Northwest Voices | Letters to the Editor
Welcome to The Seattle Times' online letters to the editor, a sampling of readers' opinions. Join the conversation by commenting on these letters or send your own letter of up to 200 words letters@seattletimes.com.
Controversial illegal immigration law
Proving citizenship
Editor, The Times:
Do I understand that if I were driving in Arizona and was stopped for having a brake light out or some other minor infraction and I “looked” Mexican, I would be arrested because I do not carry my birth certificate with me? [“Arizona law likely to clear hurdle,” page one, April 26.]
I am not sure I could find my birth certificate. What could I use to prove citizenship? Social Security numbers can be forged. Driver’s licenses can be obtained. If retired and not employed, would a bank account and an address be enough? I am not sure I could prove citizenship.
It seems to me either the Arizona police will have to take almost anything as proof of citizenship or they will start deporting U.S. citizens.
— Dean Shoemaker, Kent
Enforce immigration laws
This election season will be conducive to immigration protests, but let’s not let them rewrite history.
Republican presidential candidate Mitt Romney has taken a strong stance against amnesty, and his potential running mate, Florida Sen. Marco Rubio, is formulating a plan to compete with the DREAM Act.
Rubio seems to favor a path to permanent status starting with nonimmigrant visas, but he doesn’t support full citizenship for children of illegal immigrants.

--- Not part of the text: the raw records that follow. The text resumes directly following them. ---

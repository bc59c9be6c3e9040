//! Analysis output envelope consumed by the filter UI and renderers.

use super::translate::translate;
use super::tree::FrameTree;
use crate::parser::{read_heap_profile, RawProfile};
use crate::utils::config::DEFAULT_APP_NAME;
use crate::utils::error::AnalysisError;
use log::info;
use serde::{Deserialize, Serialize};
use std::collections::HashSet;
use std::path::{Path, MAIN_SEPARATOR};

/// Entry of the filter menu
#[derive(Debug, Clone, PartialEq, Eq, Serialize, Deserialize)]
#[serde(rename_all = "camelCase")]
pub struct CodeArea {
    pub id: String,

    #[serde(default, skip_serializing_if = "Option::is_none")]
    pub children: Option<Vec<CodeArea>>,

    #[serde(default, skip_serializing_if = "Option::is_none")]
    pub children_visibility_toggle: Option<bool>,

    /// Key passed to `show`/`hide` for this entry
    pub exclude_key: String,
}

impl CodeArea {
    fn leaf(id: &str, exclude_key: impl Into<String>) -> Self {
        Self {
            id: id.to_string(),
            children: None,
            children_visibility_toggle: None,
            exclude_key: exclude_key.into(),
        }
    }

    fn group(id: &str, children: Vec<CodeArea>, toggle: bool) -> Self {
        Self {
            id: id.to_string(),
            children: Some(children),
            children_visibility_toggle: Some(toggle),
            exclude_key: id.to_string(),
        }
    }
}

/// Complete analysis result
#[derive(Debug, Clone, Serialize)]
#[serde(rename_all = "camelCase")]
pub struct Envelope {
    pub app_name: String,
    pub path_separator: String,
    pub code_areas: Vec<CodeArea>,
    pub data: FrameTree,

    /// Dependencies seen in the profile, sorted
    #[serde(skip)]
    pub dependencies: Vec<String>,
}

/// Build the fixed filter menu for a set of dependencies
///
/// The order of the five top-level areas is fixed; dependencies are
/// listed lexicographically.
pub fn code_areas(deps: &HashSet<String>) -> Vec<CodeArea> {
    let mut sorted: Vec<&String> = deps.iter().collect();
    sorted.sort();

    let dep_entries = sorted
        .into_iter()
        .map(|dep| CodeArea::leaf(dep, format!("deps:{}", dep)))
        .collect();

    let v8_entries = ["v8", "native", "cpp", "regexp"]
        .iter()
        .map(|id| CodeArea::leaf(id, format!("all-v8:{}", id)))
        .collect();

    vec![
        CodeArea::group("app", Vec::new(), false),
        CodeArea::group("deps", dep_entries, true),
        CodeArea::leaf("wasm", "wasm"),
        CodeArea::leaf("core", "core"),
        CodeArea::group("all-v8", v8_entries, true),
    ]
}

/// Analyse an already-parsed profile
pub fn analyse_profile(profile: &RawProfile, app_name: &str) -> Envelope {
    let mut deps = HashSet::new();
    let tree = translate(&profile.head, app_name, &mut deps);

    let code_areas = code_areas(&deps);
    let mut dependencies: Vec<String> = deps.into_iter().collect();
    dependencies.sort();

    Envelope {
        app_name: app_name.to_string(),
        path_separator: MAIN_SEPARATOR.to_string(),
        code_areas,
        data: tree,
        dependencies,
    }
}

/// Read a heap profile from disk and analyse it
///
/// **Public** - main entry point for analysis
///
/// # Errors
/// * `AnalysisError::Read` - File cannot be read
/// * `AnalysisError::Parse` - File is not a valid heap profile
pub fn analyse(input: impl AsRef<Path>) -> Result<Envelope, AnalysisError> {
    let input = input.as_ref();
    let profile = read_heap_profile(input)?;
    let envelope = analyse_profile(&profile, DEFAULT_APP_NAME);

    info!(
        "Analysed {}: {} frames, {} bytes, {} dependencies",
        input.display(),
        envelope.data.len(),
        envelope.data.root().value,
        envelope.dependencies.len()
    );

    Ok(envelope)
}
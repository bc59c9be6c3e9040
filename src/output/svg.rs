//! SVG flamegraph output writer.
//!
//! Writes SVG content to files with proper encoding.

use crate::utils::error::OutputError;
use log::info;
use std::fs::File;
use std::io::{BufWriter, Write};
use std::path::Path;

/// Write SVG content to a file
///
/// **Public** - main entry point for SVG output
///
/// # Errors
/// * `OutputError::WriteFailed` - I/O error during write
/// * `OutputError::InvalidPath` - Path is invalid
pub fn write_svg(svg_content: &str, output_path: impl AsRef<Path>) -> Result<(), OutputError> {
    let output_path = output_path.as_ref();

    info!("Writing SVG to: {}", output_path.display());

    super::prepare_output_path(output_path)?;

    let file = File::create(output_path).map_err(OutputError::WriteFailed)?;
    let mut writer = BufWriter::new(file);

    writer
        .write_all(svg_content.as_bytes())
        .map_err(OutputError::WriteFailed)?;
    writer.flush().map_err(OutputError::WriteFailed)?;

    let file_size = svg_content.len();
    info!(
        "SVG written successfully ({} bytes, {:.2} KB)",
        file_size,
        file_size as f64 / 1024.0
    );

    Ok(())
}
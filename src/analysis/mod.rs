//! Frame classification and call tree translation.
//!
//! This module transforms a raw heap profile into:
//! - A categorized, arena-backed frame tree
//! - The set of third-party dependencies seen
//! - The filter menu describing the categories

pub mod categorise;
pub mod envelope;
pub mod translate;
pub mod tree;

// Re-export main types and functions
pub use categorise::{categorise, Classification};
pub use envelope::{analyse, analyse_profile, code_areas, CodeArea, Envelope};
pub use translate::translate;
pub use tree::{Category, CategorizedNode, FrameIndex, FrameTree};
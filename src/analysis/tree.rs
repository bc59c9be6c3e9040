//! Categorized frame tree.
//!
//! The tree is stored as an arena in depth-first pre-order: index 0 is
//! the synthetic root and every node's descendants follow it
//! contiguously. Children are referenced by `FrameIndex`, so walking or
//! dropping a very deep tree never recurses.

use serde::ser::{SerializeSeq, Serializer};
use serde::Serialize;
use std::fmt;

/// Coarse classification bucket used for bulk show/hide
#[derive(Debug, Clone, Copy, PartialEq, Eq, Hash, Serialize)]
pub enum Category {
    #[serde(rename = "app")]
    App,
    #[serde(rename = "deps")]
    Deps,
    #[serde(rename = "core")]
    Core,
    #[serde(rename = "wasm")]
    Wasm,
    #[serde(rename = "regexp")]
    Regexp,
    #[serde(rename = "all-v8")]
    AllV8,
}

impl Category {
    pub fn as_str(self) -> &'static str {
        match self {
            Self::App => "app",
            Self::Deps => "deps",
            Self::Core => "core",
            Self::Wasm => "wasm",
            Self::Regexp => "regexp",
            Self::AllV8 => "all-v8",
        }
    }
}

impl fmt::Display for Category {
    fn fmt(&self, f: &mut fmt::Formatter<'_>) -> fmt::Result {
        f.write_str(self.as_str())
    }
}

/// Position of a node inside a `FrameTree`
#[derive(Debug, Clone, Copy, PartialEq, Eq, Hash, PartialOrd, Ord)]
pub struct FrameIndex(usize);

impl FrameIndex {
    /// The synthetic root is always stored first
    pub const ROOT: FrameIndex = FrameIndex(0);

    /// Stands in for the placeholder shown when no frame is visible
    pub const NO_DATA: FrameIndex = FrameIndex(usize::MAX);

    pub fn new(index: usize) -> Self {
        Self(index)
    }

    pub fn index(self) -> usize {
        self.0
    }

    pub fn is_no_data(self) -> bool {
        self == Self::NO_DATA
    }
}

/// One categorized frame
#[derive(Debug, Clone, PartialEq, Serialize)]
#[serde(rename_all = "camelCase")]
pub struct CategorizedNode {
    pub id: u64,

    /// Display string: function, file and location
    pub name: String,

    pub file_name: String,
    pub function_name: String,

    /// 1-based; `None` for the root
    pub line_number: Option<i64>,
    pub column_number: Option<i64>,

    /// Fine-grained origin (dependency name, v8 subtype, app name...)
    #[serde(rename = "type")]
    pub frame_type: String,

    pub category: Category,

    /// Bytes attributed directly to this frame
    pub self_value: u64,

    /// Sum of `value` over all children
    pub children_value: u64,

    /// Always `self_value + children_value`
    pub value: u64,

    #[serde(skip)]
    pub children: Vec<FrameIndex>,

    pub is_root: bool,

    pub is_init: bool,
    pub is_inlinable: bool,
}

impl CategorizedNode {
    /// Placeholder substituted when every frame is excluded
    pub fn no_data() -> Self {
        Self {
            id: 0,
            name: String::from("No data"),
            file_name: String::new(),
            function_name: String::new(),
            line_number: None,
            column_number: None,
            frame_type: crate::utils::config::NO_DATA_TYPE.to_string(),
            category: Category::App,
            self_value: 0,
            children_value: 0,
            value: 0,
            children: Vec::new(),
            is_root: false,
            is_init: false,
            is_inlinable: false,
        }
    }

    pub fn is_no_data(&self) -> bool {
        self.frame_type == crate::utils::config::NO_DATA_TYPE
    }

    /// `category:type` composite key
    pub fn type_key(&self) -> String {
        format!("{}:{}", self.category, self.frame_type)
    }
}

/// Arena-backed categorized call tree
#[derive(Debug, Clone, PartialEq)]
pub struct FrameTree {
    nodes: Vec<CategorizedNode>,
}

impl FrameTree {
    /// Build from nodes already laid out in pre-order with the root first
    pub(crate) fn from_preorder(nodes: Vec<CategorizedNode>) -> Self {
        debug_assert!(nodes.first().map_or(false, |root| root.is_root));
        Self { nodes }
    }

    pub fn root(&self) -> &CategorizedNode {
        &self.nodes[0]
    }

    pub fn node(&self, index: FrameIndex) -> Option<&CategorizedNode> {
        self.nodes.get(index.0)
    }

    /// Number of nodes including the root
    pub fn len(&self) -> usize {
        self.nodes.len()
    }

    pub fn is_empty(&self) -> bool {
        self.nodes.is_empty()
    }

    pub fn iter(&self) -> impl Iterator<Item = (FrameIndex, &CategorizedNode)> {
        self.nodes
            .iter()
            .enumerate()
            .map(|(i, node)| (FrameIndex(i), node))
    }

    pub fn children(&self, index: FrameIndex) -> &[FrameIndex] {
        self.node(index).map_or(&[], |node| node.children.as_slice())
    }

    /// All descendants of `index` in depth-first pre-order, excluding `index`
    pub fn descendants(&self, index: FrameIndex) -> Vec<FrameIndex> {
        let mut out = Vec::new();
        let mut stack: Vec<FrameIndex> = self.children(index).iter().rev().copied().collect();

        while let Some(current) = stack.pop() {
            out.push(current);
            stack.extend(self.children(current).iter().rev());
        }

        out
    }
}

/// Serializes as the nested `{..., children: [...]}` shape renderers expect
///
/// Nesting follows call depth; `output::write_report` runs it under `serde_stacker`.
impl Serialize for FrameTree {
    fn serialize<S: Serializer>(&self, serializer: S) -> Result<S::Ok, S::Error> {
        NestedFrame::new(self, FrameIndex::ROOT).serialize(serializer)
    }
}

#[derive(Serialize)]
struct NestedFrame<'a> {
    #[serde(flatten)]
    node: &'a CategorizedNode,
    children: NestedChildren<'a>,
}

impl<'a> NestedFrame<'a> {
    fn new(tree: &'a FrameTree, index: FrameIndex) -> Self {
        Self {
            node: &tree.nodes[index.0],
            children: NestedChildren { tree, index },
        }
    }
}

struct NestedChildren<'a> {
    tree: &'a FrameTree,
    index: FrameIndex,
}

impl Serialize for NestedChildren<'_> {
    fn serialize<S: Serializer>(&self, serializer: S) -> Result<S::Ok, S::Error> {
        let children = self.tree.children(self.index);
        let mut seq = serializer.serialize_seq(Some(children.len()))?;
        for child in children {
            seq.serialize_element(&NestedFrame::new(self.tree, *child))?;
        }
        seq.end()
    }
}
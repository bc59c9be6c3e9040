//! Heap Flame CLI
//!
//! Turns heap-sampling allocation profiles into categorized reports,
//! terminal summaries and flamegraphs.

use anyhow::Result;
use clap::{Parser, Subcommand};
use env_logger::Env;
use std::path::PathBuf;

use heap_flame::commands::{
    display_schema, display_version, execute_analyse, validate_args, validate_report_file,
    AnalyseArgs,
};
use heap_flame::flamegraph::FlamegraphConfig;
use heap_flame::utils::config::DEFAULT_FLAMEGRAPH_WIDTH;

/// Heap Flame - categorized heap allocation flamegraphs
#[derive(Parser, Debug)]
#[command(name = "heap-flame")]
#[command(version, about, long_about = None)]
struct Cli {
    /// Subcommand to execute
    #[command(subcommand)]
    command: Commands,

    /// Enable verbose logging
    #[arg(short, long, global = true)]
    verbose: bool,
}

/// Available commands
#[derive(Subcommand, Debug)]
enum Commands {
    /// Analyse a heap profile
    Analyse {
        /// Heap profile to analyse
        #[arg(short, long)]
        input: PathBuf,

        /// Output path for the JSON report
        #[arg(short, long, default_value = "heap-profile.json")]
        output: PathBuf,

        /// Output path for SVG flamegraph (optional)
        #[arg(short, long)]
        flamegraph: Option<PathBuf>,

        /// Number of top frames to include
        #[arg(long, default_value = "20")]
        top_frames: usize,

        /// Flamegraph title
        #[arg(long)]
        title: Option<String>,

        /// Flamegraph width in pixels
        #[arg(long, default_value_t = DEFAULT_FLAMEGRAPH_WIDTH)]
        width: usize,

        /// Print text summary to stdout
        #[arg(long)]
        summary: bool,

        /// TOML filter preset with `show` and `hide` key lists
        #[arg(long, env = "HEAP_FLAME_FILTERS")]
        config: Option<PathBuf>,

        /// Make a category or category:type visible (repeatable)
        #[arg(long)]
        show: Vec<String>,

        /// Hide a category or category:type (repeatable)
        #[arg(long)]
        hide: Vec<String>,
    },

    /// Validate a report JSON file
    Validate {
        /// Path to report JSON file
        #[arg(short, long)]
        file: PathBuf,
    },

    /// Display schema information
    Schema {
        /// Show full schema details
        #[arg(long)]
        show: bool,
    },

    /// Display version information
    Version,
}

fn main() -> Result<()> {
    // Parse CLI arguments
    let cli = Cli::parse();

    // Setup logging
    let log_level = if cli.verbose { "debug" } else { "info" };
    env_logger::Builder::from_env(Env::default().default_filter_or(log_level)).init();

    // Execute command
    match cli.command {
        Commands::Analyse {
            input,
            output,
            flamegraph,
            top_frames,
            title,
            width,
            summary,
            config,
            show,
            hide,
        } => {
            let fg_config = flamegraph.as_ref().map(|_| {
                let config = FlamegraphConfig::new().with_width(width);
                match title {
                    Some(title) => config.with_title(title),
                    None => config,
                }
            });

            let args = AnalyseArgs {
                input,
                output_json: output,
                output_svg: flamegraph,
                top_frames,
                flamegraph_config: fg_config,
                print_summary: summary,
                filter_config: config,
                show,
                hide,
            };

            // Validate args first
            validate_args(&args)?;

            execute_analyse(args)?;
        }

        Commands::Validate { file } => {
            validate_report_file(file)?;
        }

        Commands::Schema { show } => {
            display_schema(show);
        }

        Commands::Version => {
            display_version();
        }
    }

    Ok(())
}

Predicting how the Supreme Court will rule is tricky, but most aficionados believe they will uphold the constitutionality of Arizona’s immigration law.
Protesters must be dusting off their placards.
Since most of us are ultimately immigrants, we are generally sympathetic to protesters proclaiming: “We are all immigrants.” But in the caldron of aggrieved immigration activists, more fiery slogans will be unfurled, like the infamous: “We didn’t cross the border, the border crossed us.”
That’s questionable: even if Manifest Destiny hadn’t projected our great experiment in democracy from sea to shining sea, immigrants from the south would just change their direction a bit to cross a different border to the land of opportunity.
Let’s be clear: Being an American is less about borders than a deeply embedded philosophy that embraces freedom, opportunity, individualism and entrepreneurial drive.
The thread of freedom weaves together our great American tapestry of ethnicities and cultures. By enforcing immigration laws, we can preserve our great motto: E Pluribus Unum — out of many, one.
— Noel S. Williams, Lakewood
Local case
I am responding to the article “Duvall farm charged in illegal hiring.”[NWFriday, April 20.] What the article doesn’t tell it’s readers is that all the illegal immigrants themselves are free to go obtain an illegal job elsewhere. They will not be detained or arrested, even if they have been using the stolen identities of innocent citizens.
This is a failure for the federal government.